» **HOW TO COMPLETE THIS TASK**
Look for the word "config" in the data below, and copy every line that holds it.

□ □ □

//! Polyphonic sine output using cpal
use cpal::traits::{DeviceTrait, HostTrait, StreamTrait};
use std::sync::{Arc, Mutex, PoisonError};

const VOICE_GAIN: f32 = 0.15;

#[derive(Debug, Clone, Copy, PartialEq)]
struct Voice {
    note: u8,
    frequency: f32,
    phase: f32,
}

type Voices = Arc<Mutex<Vec<Voice>>>;

pub struct AudioOutput {
    stream: Option<cpal::Stream>,
    voices: Voices,
}

impl AudioOutput {
    pub fn new() -> Option<Self> {
        let voices: Voices = Arc::new(Mutex::new(Vec::new()));
        let stream = Self::setup_audio_stream(Arc::clone(&voices))?;

        Some(Self {
            stream: Some(stream),
            voices,
        })
    }

    fn setup_audio_stream(voices: Voices) -> Option<cpal::Stream> {
        let host = cpal::default_host();
        let device = host.default_output_device()?;
        let config = device.default_output_config().ok()?;

        let sample_rate = config.sample_rate().0 as f32;
        let channels = config.channels() as usize;

        let stream = match config.sample_format() {
            cpal::SampleFormat::F32 => device.build_output_stream(
                &config.into(),
                move |data: &mut [f32], _: &cpal::OutputCallbackInfo| {
                    let mut voices = voices.lock().unwrap_or_else(PoisonError::into_inner);
                    for frame in data.chunks_mut(channels.max(1)) {
                        let value = mix(&mut voices, sample_rate);
                        for sample in frame.iter_mut() {
                            *sample = value;
                        }
                    }
                },
                |err| tracing::error!("audio stream error: {}", err),
                None,
            ),
            format => {
                tracing::warn!(?format, "unsupported sample format, audio disabled");
                return None;
            }
        };

        match stream {
            Ok(stream) => {
                if let Err(e) = stream.play() {
                    tracing::warn!("failed to start audio stream: {}", e);
                }
                Some(stream)
            }
            Err(e) => {
                tracing::warn!("failed to build audio stream: {}", e);
                None
            }
        }
    }

    pub fn note_on(&mut self, note: u8) {
        let mut voices = self.voices.lock().unwrap_or_else(PoisonError::into_inner);
        if !voices.iter().any(|v| v.note == note) {
            voices.push(Voice {
                note,
                frequency: midi_note_to_frequency(note),
                phase: 0.0,
            });
        }
    }

    pub fn note_off(&mut self, note: u8) {
        let mut voices = self.voices.lock().unwrap_or_else(PoisonError::into_inner);
        voices.retain(|v| v.note != note);
    }

    pub fn all_notes_off(&mut self) {
        self.voices
            .lock()
            .unwrap_or_else(PoisonError::into_inner)
            .clear();
    }

    pub fn active_notes(&self) -> Vec<u8> {
        self.voices
            .lock()
            .unwrap_or_else(PoisonError::into_inner)
            .iter()
            .map(|v| v.note)
            .collect()
    }

    pub fn is_enabled(&self) -> bool {
        self.stream.is_some()
    }
}

impl Default for AudioOutput {
    fn default() -> Self {
        Self::new().unwrap_or_else(|| {
            tracing::warn!("no audio output device, running silent");
            Self {
                stream: None,
                voices: Arc::new(Mutex::new(Vec::new())),
            }
        })
    }
}

/// Next sample of all voices summed, advancing each phase.
fn mix(voices: &mut [Voice], sample_rate: f32) -> f32 {
    let mut value = 0.0;
    for voice in voices.iter_mut() {
        value += (voice.phase * 2.0 * std::f32::consts::PI).sin() * VOICE_GAIN;
        voice.phase += voice.frequency / sample_rate;
        if voice.phase >= 1.0 {
            voice.phase -= 1.0;
        }
    }
    value.clamp(-1.0, 1.0)
}

pub fn midi_note_to_frequency(note: u8) -> f32 {
    440.0 * 2.0_f32.powf((note as f32 - 69.0) / 12.0)
}

#[cfg(test)]
mod tests {
    use super::*;

    fn silent() -> AudioOutput {
        AudioOutput {
            stream: None,
            voices: Arc::new(Mutex::new(Vec::new())),
        }
    }

    #[test]
    fn test_frequency() {
        assert_eq!(midi_note_to_frequency(69), 440.0);
        assert!((midi_note_to_frequency(60) - 261.63).abs() < 0.01);
    }

    #[test]
    fn test_voices_are_polyphonic() {
        let mut out = silent();
        out.note_on(60);
        out.note_on(64);
        out.note_on(60);
        assert_eq!(out.active_notes(), vec![60, 64]);

        out.note_off(60);
        assert_eq!(out.active_notes(), vec![64]);

        out.all_notes_off();
        assert!(out.active_notes().is_empty());
        assert!(!out.is_enabled());
    }

    #[test]
    fn test_mix_silence_and_phase_wrap() {
        assert_eq!(mix(&mut [], 44_100.0), 0.0);

        let mut voices = [Voice {
            note: 69,
            frequency: 440.0,
            phase: 0.0,
        }];
        for _ in 0..1000 {
            let v = mix(&mut voices, 44_100.0);
            assert!(v.abs() <= VOICE_GAIN + f32::EPSILON);
            assert!((0.0..1.0).contains(&voices[0].phase));
        }
    }
}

□ □ □

» **TASK ANSWER**
        let config = device.default_output_config().ok()?;
        let sample_rate = config.sample_rate().0 as f32;
        let channels = config.channels() as usize;
        let stream = match config.sample_format() {
                &config.into(),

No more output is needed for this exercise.